Not only did we not have something as good as SCART - we didn't even get separate composite / audio connectors until the early to mid 1990s on our televisions. We had to use the 75-Ohm RF "cable tv" connector.
You might have got the audio/video composite connectors on expensive TV's slightly earlier, but in the average price range it was 75-Ohm connector, or even worse, 75-ohm connector adapter going to the two TV aerial bolts on the back of the TV.
HeHe... so it was that bad then! But with these limitations in mind, it suddenly makes it more clear to me why most C64 and Amiga users in America and Canada had real monitors instead of TV's connected to their computers. In Europe it was quite common to use a TV as display, especially for gaming.
I doubt it, even though they have SCART I have never seen a VHS deck that could output or record in anything other than composite video.

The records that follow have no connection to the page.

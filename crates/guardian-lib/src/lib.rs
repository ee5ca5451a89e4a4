//! CronJob monitoring and alerting engine
//!
//! This crate provides the core functionality for:
//! - Cron schedule interval estimation and maintenance windows
//! - Dead-man's switch and SLA evaluation
//! - Suggested fixes for failed runs
//! - Alert dispatch with dedup, delay, rate limits and multi-channel delivery
//! - Health checks and observability

pub mod alerting;
pub mod channels;
pub mod engine;
pub mod error;
pub mod health;
pub mod leader;
pub mod matcher;
pub mod models;
pub mod monitor;
pub mod observability;
pub mod policy;
pub mod registry;
pub mod schedule;
pub mod store;

pub use alerting::{ActiveAlert, AlertKey, AlertSignal, AlertState, AlertType, Dispatcher, Severity};
pub use engine::{Engine, EngineConfig, Leadership};
pub use error::{GuardianError, Result};
pub use health::{
    ComponentHealth, ComponentStatus, HealthRegistry, HealthResponse, ReadinessResponse,
};
pub use models::*;
pub use observability::{GuardianMetrics, StructuredLogger};
pub use policy::PolicyFile;
pub use registry::WatchRegistry;
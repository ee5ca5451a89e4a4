//! Configuration management for the CLI

use anyhow::{Context, Result};
use serde::{Deserialize, Serialize};
use std::path::PathBuf;

/// CLI configuration, read from `~/.config/cgctl/config.json`
#[derive(Debug, Clone, Serialize, Deserialize, Default)]
pub struct Config {
    /// Guardian API URL
    pub api_url: Option<String>,
    /// Policy file used when `--policy` is not given
    pub default_policy: Option<PathBuf>,
    /// Default output format (`table` or `json`)
    pub default_format: Option<String>,
}

impl Config {
    /// Load configuration from file; a missing file yields defaults
    pub fn load() -> Result<Self> {
        match Self::config_path() {
            Some(path) => Self::load_from(&path),
            None => Ok(Self::default()),
        }
    }

    pub fn load_from(path: &std::path::Path) -> Result<Self> {
        if !path.exists() {
            return Ok(Self::default());
        }

        let content = std::fs::read_to_string(path).context("Failed to read config file")?;

        serde_json::from_str(&content).context("Failed to parse config file")
    }

    fn config_path() -> Option<PathBuf> {
        if let Ok(path) = std::env::var("CGCTL_CONFIG") {
            return Some(PathBuf::from(path));
        }
        dirs_next::home_dir().map(|home| home.join(".config").join("cgctl").join("config.json"))
    }
}

#[cfg(test)]
mod tests {
    use super::*;

    #[test]
    fn test_missing_file_yields_defaults() {
        let dir = tempfile::tempdir().unwrap();
        let config = Config::load_from(&dir.path().join("absent.json")).unwrap();
        assert!(config.api_url.is_none());
        assert!(config.default_policy.is_none());
    }

    #[test]
    fn test_load_from_file() {
        let dir = tempfile::tempdir().unwrap();
        let path = dir.path().join("config.json");
        std::fs::write(
            &path,
            r#"{"api_url": "http://guardian:8080", "default_policy": "/etc/guardian/policy.yaml", "default_format": "json"}"#,
        )
        .unwrap();

        let config = Config::load_from(&path).unwrap();
        assert_eq!(config.api_url.as_deref(), Some("http://guardian:8080"));
        assert_eq!(
            config.default_policy,
            Some(PathBuf::from("/etc/guardian/policy.yaml"))
        );
        assert_eq!(config.default_format.as_deref(), Some("json"));
    }

    #[test]
    fn test_malformed_file_is_an_error() {
        let dir = tempfile::tempdir().unwrap();
        let path = dir.path().join("config.json");
        std::fs::write(&path, "not json").unwrap();
        assert!(Config::load_from(&path).is_err());
    }
}
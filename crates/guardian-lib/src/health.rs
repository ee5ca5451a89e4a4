//! Liveness and readiness state of the guardian
//!
//! Core components (the two monitors, the dispatcher and the store) and one
//! entry per notification channel, keyed `channel:<name>`. A broken channel
//! shows up in `/healthz` but never takes the replica out of rotation.

use chrono::{DateTime, Utc};
use serde::{Deserialize, Serialize};
use std::collections::BTreeMap;
use std::sync::Arc;
use tokio::sync::RwLock;

const CHANNEL_PREFIX: &str = "channel:";

/// Ordered from best to worst so the overall status is the maximum.
#[derive(Debug, Clone, Copy, PartialEq, Eq, PartialOrd, Ord, Serialize, Deserialize)]
#[serde(rename_all = "lowercase")]
pub enum ComponentStatus {
    Healthy,
    Degraded,
    Unhealthy,
}

impl ComponentStatus {
    pub fn is_operational(&self) -> bool {
        *self != ComponentStatus::Unhealthy
    }
}

#[derive(Debug, Clone, Serialize, Deserialize)]
#[serde(rename_all = "camelCase")]
pub struct ComponentHealth {
    pub status: ComponentStatus,
    #[serde(skip_serializing_if = "Option::is_none")]
    pub message: Option<String>,
    pub checked_at: DateTime<Utc>,
}

impl ComponentHealth {
    fn new(status: ComponentStatus, message: Option<String>) -> Self {
        Self {
            status,
            message,
            checked_at: Utc::now(),
        }
    }

    pub fn healthy() -> Self {
        Self::new(ComponentStatus::Healthy, None)
    }

    pub fn degraded(message: impl Into<String>) -> Self {
        Self::new(ComponentStatus::Degraded, Some(message.into()))
    }

    pub fn unhealthy(message: impl Into<String>) -> Self {
        Self::new(ComponentStatus::Unhealthy, Some(message.into()))
    }
}

#[derive(Debug, Clone, Serialize, Deserialize)]
pub struct HealthResponse {
    pub status: ComponentStatus,
    pub leader: bool,
    pub components: BTreeMap<String, ComponentHealth>,
}

#[derive(Debug, Clone, Serialize, Deserialize)]
pub struct ReadinessResponse {
    pub ready: bool,
    #[serde(skip_serializing_if = "Option::is_none")]
    pub reason: Option<String>,
}

pub mod components {
    use super::CHANNEL_PREFIX;

    pub const DEAD_MAN_SWITCH: &str = "dead_man_switch";
    pub const SLA_ANALYZER: &str = "sla_analyzer";
    pub const DISPATCHER: &str = "dispatcher";
    pub const STORE: &str = "store";

    pub fn channel(name: &str) -> String {
        format!("{CHANNEL_PREFIX}{name}")
    }

    pub fn is_channel(component: &str) -> bool {
        component.starts_with(CHANNEL_PREFIX)
    }
}

#[derive(Debug, Default)]
struct State {
    components: BTreeMap<String, ComponentHealth>,
    initialized: bool,
    leader: bool,
}

/// Shared between the engine and the HTTP probes
#[derive(Debug, Clone, Default)]
pub struct HealthRegistry {
    state: Arc<RwLock<State>>,
}

impl HealthRegistry {
    pub fn new() -> Self {
        Self::default()
    }

    /// Start tracking a component as healthy; an existing entry is reset.
    pub async fn register(&self, name: &str) {
        self.update(name, ComponentHealth::healthy()).await;
    }

    pub async fn update(&self, name: &str, health: ComponentHealth) {
        self.state
            .write()
            .await
            .components
            .insert(name.to_string(), health);
    }

    pub async fn set_healthy(&self, name: &str) {
        self.update(name, ComponentHealth::healthy()).await;
    }

    pub async fn set_degraded(&self, name: &str, message: impl Into<String>) {
        self.update(name, ComponentHealth::degraded(message)).await;
    }

    pub async fn set_unhealthy(&self, name: &str, message: impl Into<String>) {
        self.update(name, ComponentHealth::unhealthy(message)).await;
    }

    pub async fn set_ready(&self, ready: bool) {
        self.state.write().await.initialized = ready;
    }

    pub async fn set_leader(&self, leader: bool) {
        self.state.write().await.leader = leader;
    }

    pub async fn health(&self) -> HealthResponse {
        let state = self.state.read().await;
        let status = state
            .components
            .values()
            .map(|c| c.status)
            .max()
            .unwrap_or(ComponentStatus::Healthy);

        HealthResponse {
            status,
            leader: state.leader,
            components: state.components.clone(),
        }
    }

    /// Standby replicas are ready as long as their core components work.
    pub async fn readiness(&self) -> ReadinessResponse {
        let state = self.state.read().await;
        let broken = state
            .components
            .iter()
            .find(|(name, c)| !components::is_channel(name) && !c.status.is_operational())
            .map(|(name, _)| name.clone());

        let reason = match (state.initialized, broken) {
            (false, _) => Some("guardian is still starting".to_string()),
            (true, Some(name)) => Some(format!("{name} is unhealthy")),
            (true, None) => None,
        };

        ReadinessResponse {
            ready: reason.is_none(),
            reason,
        }
    }
}

#[cfg(test)]
mod tests {
    use super::*;

    #[tokio::test]
    async fn empty_registry_is_healthy_but_not_ready() {
        let registry = HealthRegistry::new();
        let health = registry.health().await;

        assert_eq!(health.status, ComponentStatus::Healthy);
        assert!(health.components.is_empty());
        assert!(!health.leader);
        assert!(!registry.readiness().await.ready);
    }

    #[tokio::test]
    async fn worst_component_sets_overall_status() {
        let registry = HealthRegistry::new();
        registry.register(components::DEAD_MAN_SWITCH).await;
        registry.register(components::STORE).await;

        registry.set_degraded(components::STORE, "query timeout").await;
        let health = registry.health().await;
        assert_eq!(health.status, ComponentStatus::Degraded);
        assert!(health.status.is_operational());
        assert_eq!(
            health.components[components::STORE].message.as_deref(),
            Some("query timeout")
        );

        registry.set_unhealthy(components::DEAD_MAN_SWITCH, "stuck").await;
        assert_eq!(registry.health().await.status, ComponentStatus::Unhealthy);
    }

    #[tokio::test]
    async fn unhealthy_core_component_blocks_readiness() {
        let registry = HealthRegistry::new();
        registry.register(components::DISPATCHER).await;
        registry.set_ready(true).await;
        assert!(registry.readiness().await.ready);

        registry
            .set_unhealthy(components::DISPATCHER, "state lost")
            .await;
        let readiness = registry.readiness().await;
        assert!(!readiness.ready);
        assert_eq!(readiness.reason.as_deref(), Some("dispatcher is unhealthy"));
    }

    #[tokio::test]
    async fn unhealthy_channel_does_not_block_readiness() {
        let registry = HealthRegistry::new();
        registry.set_ready(true).await;
        registry
            .set_unhealthy(&components::channel("ops-slack"), "5 consecutive failures")
            .await;

        assert!(registry.readiness().await.ready);
        assert_eq!(registry.health().await.status, ComponentStatus::Unhealthy);
    }
}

SCART became popular in Europe because of France using it for their online services back in the late 70's and early 80's. There was not enough consumer demand for it in America & without government enforcing it (like France did) it was never going to happen. The last time I was in America the TV's in the hotel were hooked up to a set top box by RF.
I don't remember SCART being that common on TV's in the UK until the late 80's.
Yes it was like this here in Norway as well. But it might be possible that some of the later VHS players made full use of the SCART connector though. Anyway, I can't remember ever seeing one that didn't have seperate video and audio connectors in addition to RF. Before SCART came along, there was a few of them which had some very odd connector types as well.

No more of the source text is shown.